O tio António assumiu-se como bêbado. Fomos todos apanhados tão de surpresa que até brindámos a isso. Diz-se por aí que o tempo a que o conhecem é proporcional à certeza do seu alcoolismo crónico. Em pequeno, quem o viu a brincar com o biberão não teve dúvidas. Saiu do armário aos 52 anos, não por se assumir, mas por tê-lo atravessado de um lado ao outro fruto da sua ebriedade.
O tio António bebia tanto que uma simples conversa era o suficiente para acordarmos de ressaca. O seu bafo tinha propriedades desinfectantes, ao mesmo tempo que tinha sido responsável pela minha tia ficar sem carta, apenas por partilharem o quarto. Apesar de todos os problemas do meu tio António, é inegável que sempre foi uma pessoa de princípios e adepto da verdade. Quando uma vez foi mandado parar numa operação STOP e questionado se teria ingerido bebidas alcoólicas, respondeu:
- "Ingeri, ingeri. Foram 5 gins, 15 minis, 1 garrafa de vinho ao jantar, um Beirão e um café com CRF."
Ao que o polícia terá dito:
- "Acompanhe-me. Vai ter de soprar ao balão." - deixando o meu tio desolado pelo facto do agente não ter acreditado na sua palavra.
Ainda mostrou o talão, tentando comprovar que tinha mesmo bebido tudo aquilo que afirmou, no exacto momento em que lhe deram o alcoolímetro para a mão:
- "Obrigado, senhor agente.

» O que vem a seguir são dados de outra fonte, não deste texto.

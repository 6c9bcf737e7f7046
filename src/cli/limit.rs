//! Spending limit CLI commands

use clap::Subcommand;

use crate::currency::format_money;
use crate::display::format_limit_list;
use crate::error::{BudgetError, BudgetResult};
use crate::models::LimitPeriod;
use crate::services::LimitService;
use crate::validation::parse_amount;

use super::context::CliContext;

#[derive(Subcommand)]
pub enum LimitCommands {
    /// Set (or replace) the limit of an expense category
    Set {
        category: String,
        amount: String,
        /// daily, weekly, monthly or yearly
        #[arg(short, long, default_value = "monthly")]
        period: String,
    },

    /// Limits with what was spent in the current period
    List,

    /// Remove a limit (category name or limit ID)
    Delete { limit: String },
}

pub fn handle_limit_command(ctx: &CliContext, cmd: LimitCommands) -> BudgetResult<()> {
    let user = ctx.user()?;
    let budget = ctx.active_budget(&user)?;
    let service = LimitService::new(ctx.storage());

    match cmd {
        LimitCommands::Set {
            category,
            amount,
            period,
        } => {
            let period: LimitPeriod = period.parse().map_err(BudgetError::Validation)?;
            let limit = service.set(budget.id, &user, &category, parse_amount(&amount)?, period)?;
            println!(
                "{} limit for {}: {}",
                limit.period,
                limit.category,
                format_money(limit.amount, budget.currency)
            );
        }

        LimitCommands::List => {
            let usage = service.list_with_usage(budget.id, ctx.today())?;
            println!("{}", format_limit_list(&usage, budget.currency));
        }

        LimitCommands::Delete { limit } => {
            let existing = service.find(budget.id, &limit)?;
            service.delete(existing.id, &user)?;
            println!("Removed the limit for {}", existing.category);
        }
    }

    Ok(())
}
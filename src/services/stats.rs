//! Statistics over a budget's transactions

use std::collections::HashMap;

use chrono::NaiveDate;
use serde::Serialize;

use crate::error::BudgetResult;
use crate::models::{BudgetId, DateRange, Money, StatsPeriod, Transaction, TransactionKind, UserId};
use crate::storage::{Storage, TransactionQuery};

pub struct StatsService<'a> {
    storage: &'a Storage,
}

/// Income and expense totals for a period
#[derive(Debug, Clone, PartialEq, Serialize)]
pub struct BudgetStats {
    pub period: StatsPeriod,
    pub range: Option<DateRange>,
    pub income: Money,
    pub expense: Money,
    pub balance: Money,
    pub count: usize,
}

#[derive(Debug, Clone, PartialEq, Serialize)]
pub struct MemberStats {
    pub user_id: UserId,
    pub name: String,
    pub income: Money,
    pub expense: Money,
    pub balance: Money,
    pub count: usize,
}

#[derive(Debug, Clone, PartialEq, Serialize)]
pub struct CategoryStats {
    pub category: String,
    pub total: Money,
    pub count: usize,
    /// Share of all amounts of this kind in the period
    pub percent: f64,
}

impl<'a> StatsService<'a> {
    pub fn new(storage: &'a Storage) -> Self {
        Self { storage }
    }

    pub fn budget_stats(
        &self,
        budget_id: BudgetId,
        period: StatsPeriod,
        today: NaiveDate,
    ) -> BudgetResult<BudgetStats> {
        let range = period.range(today);
        let transactions = self.in_period(budget_id, range)?;
        let (income, expense) = totals(&transactions);
        Ok(BudgetStats {
            period,
            range,
            income,
            expense,
            balance: income - expense,
            count: transactions.len(),
        })
    }

    /// Totals per current member, in member order
    pub fn by_member(
        &self,
        budget_id: BudgetId,
        period: StatsPeriod,
        today: NaiveDate,
    ) -> BudgetResult<Vec<MemberStats>> {
        let budget = self.storage.budgets.require(budget_id)?;
        let transactions = self.in_period(budget_id, period.range(today))?;

        Ok(budget
            .members
            .iter()
            .map(|member| {
                let own: Vec<Transaction> = transactions
                    .iter()
                    .filter(|t| t.user_id == member.user_id)
                    .cloned()
                    .collect();
                let (income, expense) = totals(&own);
                MemberStats {
                    user_id: member.user_id,
                    name: member.name.clone(),
                    income,
                    expense,
                    balance: income - expense,
                    count: own.len(),
                }
            })
            .collect())
    }

    /// Totals per category for one kind, largest first
    pub fn by_category(
        &self,
        budget_id: BudgetId,
        kind: TransactionKind,
        period: StatsPeriod,
        today: NaiveDate,
    ) -> BudgetResult<Vec<CategoryStats>> {
        let transactions = self.in_period(budget_id, period.range(today))?;

        let mut grouped: HashMap<String, CategoryStats> = HashMap::new();
        let mut grand_total = Money::zero();
        for txn in transactions.iter().filter(|t| t.kind == kind) {
            grand_total += txn.amount;
            let entry = grouped
                .entry(txn.category.to_lowercase())
                .or_insert_with(|| CategoryStats {
                    category: txn.category.clone(),
                    total: Money::zero(),
                    count: 0,
                    percent: 0.0,
                });
            entry.total += txn.amount;
            entry.count += 1;
        }

        let mut stats: Vec<CategoryStats> = grouped
            .into_values()
            .map(|mut s| {
                s.percent = s.total.percent_of(grand_total);
                s
            })
            .collect();
        stats.sort_by(|a, b| b.total.cmp(&a.total).then_with(|| a.category.cmp(&b.category)));
        Ok(stats)
    }

    fn in_period(&self, budget_id: BudgetId, range: Option<DateRange>) -> BudgetResult<Vec<Transaction>> {
        let mut query = TransactionQuery::for_budget(budget_id);
        if let Some(range) = range {
            query = query.range(range);
        }
        self.storage.transactions.query(&query)
    }
}

fn totals(transactions: &[Transaction]) -> (Money, Money) {
    transactions.iter().fold((Money::zero(), Money::zero()), |(inc, exp), t| match t.kind {
        TransactionKind::Income => (inc + t.amount, exp),
        TransactionKind::Expense => (inc, exp + t.amount),
    })
}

A próxima rodada pago eu." - fazendo o gesto de quem tenta beber de penálti o alcoolímetro.
Foi detido, talvez para lhe destilarem o sangue e lhe engarrafarem a alma.
A primeira vez que lhe notei uma alteração da personalidade foi quando, equilibrado pelos móveis e paredes da habitação, trouxe para casa uma periquita albina. "Salvei-a das superstições africanas" - disse, sabendo eu, de antemão, que a teria adquirido em Cacilhas, enquanto aguardava para atravessar para a outra margem. Disse à minha avó para tratar dela na sua ausência. Alimentava-a com torrão de Alicante e com Nougat, colocado num pires da Vista Alegre. Ao fim de semana dava-lhe peixe directamente pescado na lota e colocava-o num prato da Spal. A água era servida numa chávena de café da Costa Verde e ainda tinha uma terrina Bordallo Pinheiro, tal e qual uma piscina, para deleite da ave. Baptizou o animal de Passarette, criou-lhe uma conta de Instagram e começou a fotografá-lo. De manhã, tirava fotos tremidas pela privação do álcool, à noite pouco nítidas pela embriaguez. Certo é que a Passarette se tornou num dos grandes amores da sua vida chegando, até, a narrar os episódios da periquita num diário que andava perdido (como ele) lá por casa. E toda a família ridicularizava, entre dentes, o assunto. Mas era "o tio António" e desculpavam-no pela doença.
Acordava e assobiava-lhe a "The Story", da Brandi Carlile, que lhe recordava o anúncio da Super Bock. Abria o jornal e colocava as notícias em dia. Fazia isto há anos, mas esta semana foi diferente. Ao folhear o jornal, apercebeu-se de que o icónico estilista da Chanel, Karl Lagerfeld, tinha falecido. Entre os possíveis herdeiros de uma fortuna avaliada em cerca de 200 milhões de euros, estava a sua gata. E foi aqui que a história lhe soou familiar.
A herdeira chama-se Choupette e é uma gata birmanesa branca. A do meu tio chama-se Passarette e é uma periquita albina. A gata come em pratos de porcelana chinesa e a periquita usa pires da Vista Alegre, pratos da Spal, chávenas da Costa Verde e banha-se numa terrina Bordallo Pinheiro. A gata tem duas assistentes pessoais e um motorista e a periquita tem a minha avó, o meu tio e pode não ter motorista, mas tem sempre Nougat e torrões de Alicante. Ambas têm uma conta de Instagram, com a diferença de que a gata tem 130 mil seguidores e a periquita tem 300 mil credores a quem o meu tio António pediu fiado para, entre outras coisas, trazer peixe directamente da lota. A gata tem um livro, mas a periquita tem um diário e um anúncio de cerveja assobiado todas as manhãs. A gata tem uma fortuna pessoal avaliada em três milhões de euros e a periquita tem uma fortuna avaliada em meio torrão com melaço, uma sandes de torresmos e três tiras da barriga.
Enquanto nos mantemos socialmente com uma vitalidade questionável, há uma gata e uma periquita que podem herdar muito dinheiro e alguma comida. Mas, claro, o meu tio António é que é o bêbado.